• DESCRIPTION OF THE TASK: With both ends included, transcribe exactly the records below from their first line to the line that contains "struct StoredValue(Bytes);".

Collected data

*** Block opens ***

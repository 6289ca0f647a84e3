//! SQLite-backed durable store.

use std::path::Path;

use axum::body::Bytes;
use r2d2::Pool;
use r2d2_sqlite::{
    rusqlite::{
        params,
        types::{FromSql, FromSqlError, FromSqlResult, ValueRef},
        OptionalExtension,
    },
    SqliteConnectionManager,
};
use tracing::info;

use super::DurableStore;
use crate::error::StorageError;

const POOL_SIZE: u32 = 8;

/// Raw bytes of a stored JSON value.
///
/// Values written here are BLOBs, but the column has NUMERIC affinity, so rows
/// written by other clients may come back as TEXT, or as INTEGER/REAL when the
/// text looked like a number.
struct StoredValue(Bytes);

impl FromSql for StoredValue {
    fn column_result(value: ValueRef<'_>) -> FromSqlResult<Self> {
        let bytes = match value {
            ValueRef::Text(raw) | ValueRef::Blob(raw) => Bytes::copy_from_slice(raw),
            ValueRef::Integer(n) => Bytes::from(n.to_string()),
            ValueRef::Real(n) => serde_json::Number::from_f64(n)
                .map(|n| Bytes::from(n.to_string()))
                .ok_or(FromSqlError::InvalidType)?,
            ValueRef::Null => return Err(FromSqlError::InvalidType),
        };
        Ok(Self(bytes))
    }
}

/// Durable store keeping every record in a single `data` table.
#[derive(Clone)]
pub struct SqliteStore {
    pool: Pool<SqliteConnectionManager>,
}

impl SqliteStore {
    /// Opens (or creates) the database at `path` and ensures the schema exists.
    ///
    /// Safe to call on every start; existing data is left untouched.
    pub fn open(path: &Path) -> Result<Self, StorageError> {
        let manager = SqliteConnectionManager::file(path)
            .with_init(|conn| conn.execute_batch("PRAGMA busy_timeout = 5000;"));
        let pool = Pool::builder().max_size(POOL_SIZE).build(manager)?;

        pool.get()?.execute_batch(
            "CREATE TABLE IF NOT EXISTS data (
                key TEXT PRIMARY KEY,
                value JSON NOT NULL
            );",
        )?;

        info!("SQLite store opened at {}", path.display());
        Ok(Self { pool })
    }
}

impl DurableStore for SqliteStore {
    fn get(&self, key: &str) -> Result<Option<Bytes>, StorageError> {
        let value: Option<StoredValue> = self
            .pool
            .get()?
            .query_row("SELECT value FROM data WHERE key = ?1", params![key], |row| {
                row.get(0)
            })
            .optional()?;
        Ok(value.map(|StoredValue(bytes)| bytes))
    }

    fn set(&self, key: &str, value: &[u8]) -> Result<(), StorageError> {
        self.pool.get()?.execute(
            "INSERT INTO data (key, value) VALUES (?1, ?2)
             ON CONFLICT(key) DO UPDATE SET value = excluded.value",
            params![key, value],
        )?;
        Ok(())
    }

    fn load_all(&self) -> Result<Vec<(String, Bytes)>, StorageError> {
        let conn = self.pool.get()?;
        let mut stmt = conn.prepare("SELECT key, value FROM data")?;
        let rows = stmt.query_map([], |row| {
            let key: String = row.get(0)?;
            let StoredValue(value) = row.get(1)?;
            Ok((key, value))
        })?;

        let mut records = Vec::new();
        for row in rows {
            records.push(row?);
        }
        Ok(records)
    }
}
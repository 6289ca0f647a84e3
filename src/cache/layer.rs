//! Cache Layer Module
//!
//! Read-through, write-behind cache in front of a [`DurableStore`].
//!
//! Reads are answered from memory; a miss consults the durable store once and
//! caches a hit. Writes update memory immediately and are persisted by the
//! write-behind worker without the caller waiting.

use std::sync::Arc;

use axum::body::Bytes;
use tokio::sync::RwLock;
use tracing::{debug, info};

use crate::cache::{CacheStats, CacheStore, StatsSnapshot};
use crate::error::StorageError;
use crate::storage::DurableStore;
use crate::tasks::{spawn_persist_task, WriteBehind};

/// Tuning for [`CacheLayer`].
#[derive(Debug, Clone, Copy, Default)]
pub struct CacheOptions {
    /// Bound on cached entries; `None` keeps every key in memory.
    ///
    /// A bound costs read throughput: every hit takes the write lock to
    /// record recency, so reads no longer run concurrently, and the recency
    /// update is linear in the number of cached entries.
    pub max_entries: Option<usize>,
}

// == Cache Layer ==
pub struct CacheLayer {
    cache: Arc<RwLock<CacheStore>>,
    /// Only a bounded cache tracks recency, which needs the write lock on reads
    bounded: bool,
    durable: Arc<dyn DurableStore>,
    stats: Arc<CacheStats>,
    writer: WriteBehind,
}

impl CacheLayer {
    // == Open ==
    /// Preloads every durable record into memory, then starts the
    /// write-behind worker. Must be called from within a tokio runtime.
    pub async fn open(
        durable: Arc<dyn DurableStore>,
        options: CacheOptions,
    ) -> Result<Self, StorageError> {
        let backend = Arc::clone(&durable);
        let records = tokio::task::spawn_blocking(move || backend.load_all())
            .await
            .map_err(|err| StorageError::Task(err.to_string()))??;

        let stats = Arc::new(CacheStats::new());
        let mut store = CacheStore::new(options.max_entries);
        let total = records.len();
        for (key, value) in records {
            let (_, evicted) = store.populate(key, value);
            stats.record_evictions(evicted);
        }
        info!(
            "Preloaded {} records into cache ({} resident)",
            total,
            store.len()
        );

        let cache = Arc::new(RwLock::new(store));
        let writer = spawn_persist_task(Arc::clone(&cache), Arc::clone(&durable), Arc::clone(&stats));

        Ok(Self {
            cache,
            bounded: options.max_entries.is_some(),
            durable,
            stats,
            writer,
        })
    }

    // == Get ==
    /// Returns the value for `key`, or `None` if it was never written.
    pub async fn get(&self, key: &str) -> Result<Option<Bytes>, StorageError> {
        if let Some(value) = self.cached(key).await {
            self.stats.record_hit();
            return Ok(Some(value));
        }
        self.stats.record_miss();

        // The lock is not held across the durable lookup.
        let backend = Arc::clone(&self.durable);
        let owned_key = key.to_string();
        let found = tokio::task::spawn_blocking(move || backend.get(&owned_key))
            .await
            .map_err(|err| StorageError::Task(err.to_string()))??;

        let Some(value) = found else {
            return Ok(None);
        };
        self.stats.record_read_through();

        let (value, evicted) = self.cache.write().await.populate(key.to_string(), value);
        self.record_evictions(evicted);
        Ok(Some(value))
    }

    async fn cached(&self, key: &str) -> Option<Bytes> {
        if self.bounded {
            self.cache.write().await.get(key)
        } else {
            self.cache.read().await.peek(key)
        }
    }

    // == Set ==
    /// Replaces the value for `key`. Visible to every `get` once this returns;
    /// persistence happens afterwards.
    pub async fn set(&self, key: String, value: Bytes) -> Result<(), StorageError> {
        let mut cache = self.cache.write().await;
        // Queued under the write lock so persistence order matches update order.
        self.writer.enqueue(key.clone(), value.clone())?;
        let evicted = cache.write(key, value);
        drop(cache);

        self.record_evictions(evicted);
        Ok(())
    }

    fn record_evictions(&self, evicted: usize) {
        if evicted > 0 {
            self.stats.record_evictions(evicted);
            debug!("Evicted {} cache entries", evicted);
        }
    }

    // == Stats ==
    pub async fn stats(&self) -> StatsSnapshot {
        let total = self.cache.read().await.len();
        self.stats.snapshot(total)
    }

    // == Shutdown ==
    /// Stops accepting writes and flushes every queued write to the durable store.
    pub async fn shutdown(&self) {
        self.writer.close().await;
    }
}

*** Block closes ***

• RESPONSE TO THE EXERCISE:
repository 6289ca0f647a84e3
//! SQLite-backed durable store.

use std::path::Path;

use axum::body::Bytes;
use r2d2::Pool;
use r2d2_sqlite::{
    rusqlite::{
        params,
        types::{FromSql, FromSqlError, FromSqlResult, ValueRef},
        OptionalExtension,
    },
    SqliteConnectionManager,
};
use tracing::info;

use super::DurableStore;
use crate::error::StorageError;

const POOL_SIZE: u32 = 8;

/// Raw bytes of a stored JSON value.
///
/// Values written here are BLOBs, but the column has NUMERIC affinity, so rows
/// written by other clients may come back as TEXT, or as INTEGER/REAL when the
/// text looked like a number.
struct StoredValue(Bytes);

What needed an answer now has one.